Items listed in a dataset
----------

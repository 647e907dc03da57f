//! Per-peer transaction download scheduling.
//!
//! Tracks, for a single peer, which transaction announcements we have seen,
//! which we have requested, and when the next request is due. The same
//! anti-eclipse thinking as the address tables applies: request times are
//! staggered and jittered across peers, so that no peer can reliably become
//! the only one we fetch a transaction from, and inbound peers cannot blind
//! us to a transaction by announcing it first.
//!
//! Each tracker is owned by its peer's state and guarded by the caller's
//! peer lock; the shared [`RequestTimes`] table coordinates request times
//! across all peers.

use std::collections::BTreeSet;

use bitcoin::Txid;

use crate::collections::HashMap;
use crate::time::{LocalDuration, LocalTime};

/// How long to wait before downloading a transaction from an additional
/// peer.
pub const GETDATA_INTERVAL: LocalDuration = LocalDuration::from_secs(60);

/// Maximum number of in-flight transaction requests to a single peer.
pub const MAX_IN_FLIGHT: usize = 100;

/// Extra delay before requesting from inbound peers, to prefer outbound
/// ones.
pub const INBOUND_DELAY: LocalDuration = LocalDuration::from_secs(2);

/// Upper bound on the random delay added to request times, to avoid biasing
/// some peers over others through fixed processing order.
pub const MAX_RANDOM_DELAY: LocalDuration = LocalDuration::from_secs(2);

/// How long a request may be outstanding before it is expired and the
/// peer's slot is freed.
pub const EXPIRY_INTERVAL: LocalDuration = LocalDuration::from_mins(10);

/// A single announcement and its scheduling state.
#[derive(Debug, Clone, Copy)]
struct Announcement {
    /// For announcements we haven't acted on, the time at which we'll next
    /// consider requesting the transaction; for requested ones, the time
    /// the request was sent.
    time: LocalTime,
    /// Whether a request to this peer is in flight.
    requested: bool,
}

/// Transaction announcements from a single peer.
#[derive(Debug)]
pub struct TxDownload {
    /// All known announcements, by transaction.
    txs: HashMap<Txid, Announcement>,
    /// Announcements not yet requested, in request-time order.
    queued: BTreeSet<(LocalTime, Txid)>,
    /// Requests in flight, in send-time order.
    in_flight: BTreeSet<(LocalTime, Txid)>,
    /// Next time we'll sweep for stuck requests.
    check_expiry: Option<LocalTime>,
}

impl TxDownload {
    /// Create an empty tracker. The announcement index is seeded from the
    /// given random source.
    pub fn new(rng: &fastrand::Rng) -> Self {
        Self {
            txs: HashMap::with_hasher(rng.into()),
            queued: BTreeSet::new(),
            in_flight: BTreeSet::new(),
            check_expiry: None,
        }
    }

    /// The number of announcements tracked.
    pub fn len(&self) -> usize {
        self.txs.len()
    }

    /// Whether no announcements are tracked.
    pub fn is_empty(&self) -> bool {
        self.txs.is_empty()
    }

    /// Whether the given transaction has been announced by this peer.
    pub fn contains(&self, txid: &Txid) -> bool {
        self.txs.contains_key(txid)
    }

    /// The number of requests currently in flight.
    pub fn in_flight(&self) -> usize {
        self.in_flight.len()
    }

    /// The peer announced a transaction: remember it, scheduled for request
    /// at the given time. Announcements we already know are ignored.
    pub fn add_announced(&mut self, txid: Txid, request_time: LocalTime) {
        if self.txs.contains_key(&txid) {
            return;
        }
        self.txs.insert(
            txid,
            Announcement {
                time: request_time,
                requested: false,
            },
        );
        self.queued.insert((request_time, txid));
    }

    /// We requested this transaction from another peer: push this peer's
    /// request back to after the outstanding request would time out.
    pub fn requeue(&mut self, txid: Txid, request_time: LocalTime) {
        let announcement = match self.txs.get_mut(&txid) {
            Some(announcement) => announcement,
            None => return,
        };
        if announcement.requested {
            self.in_flight.remove(&(announcement.time, txid));
        } else {
            self.queued.remove(&(announcement.time, txid));
        }
        announcement.time = request_time;
        announcement.requested = false;
        self.queued.insert((request_time, txid));
    }

    /// We sent this peer a request for the transaction. Records the send
    /// time so an unresponsive peer's request can be expired.
    pub fn request_sent(&mut self, txid: Txid, time: LocalTime) {
        let announcement = match self.txs.get_mut(&txid) {
            Some(announcement) => announcement,
            None => return,
        };
        if !announcement.requested {
            self.queued.remove(&(announcement.time, txid));
            announcement.time = time;
            announcement.requested = true;
            self.in_flight.insert((time, txid));
        }
    }

    /// The transaction was received, rejected or expired: stop tracking it
    /// for this peer.
    pub fn remove(&mut self, txid: &Txid) {
        if let Some(announcement) = self.txs.remove(txid) {
            if announcement.requested {
                self.in_flight.remove(&(announcement.time, *txid));
            } else {
                self.queued.remove(&(announcement.time, *txid));
            }
        }
    }

    /// Move requests that have been in flight for too long into `expired`,
    /// so that download can resume from other peers. Rate-limited by an
    /// internal checkpoint; sweeping on every call would be wasted work.
    pub fn expire_old(&mut self, now: LocalTime, expired: &mut Vec<Txid>) {
        match self.check_expiry {
            Some(at) if at > now => return,
            _ => {}
        }
        let cutoff = now - EXPIRY_INTERVAL;
        loop {
            let (time, txid) = match self.in_flight.iter().next() {
                Some(&entry) => entry,
                None => break,
            };
            if time > cutoff {
                break;
            }
            expired.push(txid);
            self.in_flight.remove(&(time, txid));
            self.txs.remove(&txid);
        }
        // Re-arm half an interval out: twice per interval is often enough
        // to catch everything within its expiry.
        self.check_expiry = Some(now + EXPIRY_INTERVAL / 2);
    }

    /// The next transaction we should request from this peer, if any is due
    /// and the in-flight cap leaves room. The entry stays queued until the
    /// caller reports [`TxDownload::request_sent`] or
    /// [`TxDownload::requeue`].
    pub fn next_to_request(&self, now: LocalTime) -> Option<Txid> {
        if self.in_flight.len() >= MAX_IN_FLIGHT {
            return None;
        }
        match self.queued.iter().next() {
            Some(&(time, txid)) if time <= now => Some(txid),
            _ => None,
        }
    }
}

/// Most recent request time for each transaction, across all peers.
///
/// Used to coordinate requests: a peer only becomes eligible to fetch a
/// transaction one getdata interval after the previous request to anyone,
/// plus a small random delay so that peer ordering doesn't bias who we
/// fetch from.
#[derive(Debug)]
pub struct RequestTimes {
    times: HashMap<Txid, LocalTime>,
}

impl RequestTimes {
    /// Create an empty table.
    pub fn new(rng: &fastrand::Rng) -> Self {
        Self {
            times: HashMap::with_hasher(rng.into()),
        }
    }

    /// The last time the transaction was requested from any peer.
    pub fn last_request(&self, txid: &Txid) -> Option<LocalTime> {
        self.times.get(txid).copied()
    }

    /// Record that the transaction was requested.
    pub fn record_request(&mut self, txid: Txid, time: LocalTime) {
        self.times.insert(txid, time);
    }

    /// Forget the transaction, eg. once it has been received, so that a
    /// rejected-but-unfiltered transaction can eventually be re-downloaded.
    pub fn erase(&mut self, txid: &Txid) {
        self.times.remove(txid);
    }

    /// Compute the time at which a peer should request the transaction:
    /// immediately if it was never requested, otherwise one interval after
    /// the previous request plus jitter, with an extra delay for inbound
    /// peers.
    pub fn getdata_time(
        &self,
        txid: &Txid,
        now: LocalTime,
        inbound: bool,
        rng: &fastrand::Rng,
    ) -> LocalTime {
        let mut time = match self.last_request(txid) {
            None => now,
            Some(last) => {
                let jitter =
                    LocalDuration::from_millis(rng.u128(..=MAX_RANDOM_DELAY.as_millis()));
                last + GETDATA_INTERVAL + jitter
            }
        };
        if inbound {
            time = time + INBOUND_DELAY;
        }
        time
    }
}

#[cfg(test)]
mod tests {
    use super::*;
    use bitcoin_hashes::Hash;

    fn txid(n: u8) -> Txid {
        Txid::from_slice(&[n; 32]).unwrap()
    }

    fn tracker() -> TxDownload {
        TxDownload::new(&fastrand::Rng::with_seed(7))
    }

    #[test]
    fn test_request_ordering() {
        let mut txs = tracker();
        let now = LocalTime::from_secs(1000);

        txs.add_announced(txid(3), now + LocalDuration::from_secs(30));
        txs.add_announced(txid(1), now);
        txs.add_announced(txid(2), now + LocalDuration::from_secs(10));

        // Earliest due first, and nothing that isn't due yet.
        assert_eq!(txs.next_to_request(now), Some(txid(1)));
        txs.request_sent(txid(1), now);
        assert_eq!(txs.next_to_request(now), None);
        assert_eq!(
            txs.next_to_request(now + LocalDuration::from_secs(10)),
            Some(txid(2))
        );
        assert_eq!(txs.in_flight(), 1);

        // Duplicate announcements are ignored.
        txs.add_announced(txid(2), now + LocalDuration::from_secs(99));
        assert_eq!(
            txs.next_to_request(now + LocalDuration::from_secs(10)),
            Some(txid(2))
        );
    }

    #[test]
    fn test_in_flight_cap() {
        let mut txs = tracker();
        let now = LocalTime::from_secs(1000);

        for n in 0..MAX_IN_FLIGHT {
            txs.add_announced(txid(n as u8), now);
            txs.request_sent(txid(n as u8), now);
        }
        txs.add_announced(txid(200), now);

        assert_eq!(txs.in_flight(), MAX_IN_FLIGHT);
        assert_eq!(txs.next_to_request(now), None, "the cap is enforced");

        // Receiving one frees a slot.
        txs.remove(&txid(0));
        assert_eq!(txs.next_to_request(now), Some(txid(200)));
    }

    #[test]
    fn test_requeue() {
        let mut txs = tracker();
        let now = LocalTime::from_secs(1000);
        let later = now + GETDATA_INTERVAL;

        txs.add_announced(txid(1), now);
        txs.request_sent(txid(1), now);
        assert_eq!(txs.in_flight(), 1);

        // Another peer answered first; this peer's turn comes after the
        // outstanding request would time out.
        txs.requeue(txid(1), later);
        assert_eq!(txs.in_flight(), 0);
        assert_eq!(txs.next_to_request(now), None);
        assert_eq!(txs.next_to_request(later), Some(txid(1)));
    }

    #[test]
    fn test_expiry() {
        let mut txs = tracker();
        let now = LocalTime::from_secs(10_000);

        txs.add_announced(txid(1), now);
        txs.request_sent(txid(1), now);
        txs.add_announced(txid(2), now);

        let mut expired = Vec::new();
        txs.expire_old(now, &mut expired);
        assert!(expired.is_empty());

        // Not yet due for another sweep.
        let soon = now + LocalDuration::from_secs(1);
        txs.expire_old(soon, &mut expired);
        assert!(expired.is_empty());

        // Once the request is older than the expiry interval, it is
        // surfaced and dropped; unrequested announcements are untouched.
        let late = now + EXPIRY_INTERVAL + LocalDuration::from_secs(1);
        txs.expire_old(late, &mut expired);
        assert_eq!(expired, vec![txid(1)]);
        assert!(!txs.contains(&txid(1)));
        assert!(txs.contains(&txid(2)));
        assert_eq!(txs.in_flight(), 0);
    }

    #[test]
    fn test_getdata_time() {
        let rng = fastrand::Rng::with_seed(7);
        let mut times = RequestTimes::new(&rng);
        let now = LocalTime::from_secs(1000);

        // Never requested: request immediately, or after the inbound delay.
        assert_eq!(times.getdata_time(&txid(1), now, false, &rng), now);
        assert_eq!(
            times.getdata_time(&txid(1), now, true, &rng),
            now + INBOUND_DELAY
        );

        // Requested before: at least one interval after that request, at
        // most the interval plus the jitter bound.
        times.record_request(txid(1), now);
        let at = times.getdata_time(&txid(1), now, false, &rng);
        assert!(at >= now + GETDATA_INTERVAL);
        assert!(at <= now + GETDATA_INTERVAL + MAX_RANDOM_DELAY);

        times.erase(&txid(1));
        assert_eq!(times.getdata_time(&txid(1), now, false, &rng), now);
    }
}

----------

• **AIM OF THE EXERCISE**
The lines above starting at the one that contains "eventually be re-downloaded." and ending at the one that contains "otherwise one interval after" must be transcribed exactly, and no other lines may appear.

• **ANSWER SECTION**
    /// rejected-but-unfiltered transaction can eventually be re-downloaded.
    pub fn erase(&mut self, txid: &Txid) {
        self.times.remove(txid);
    }

    /// Compute the time at which a peer should request the transaction:
    /// immediately if it was never requested, otherwise one interval after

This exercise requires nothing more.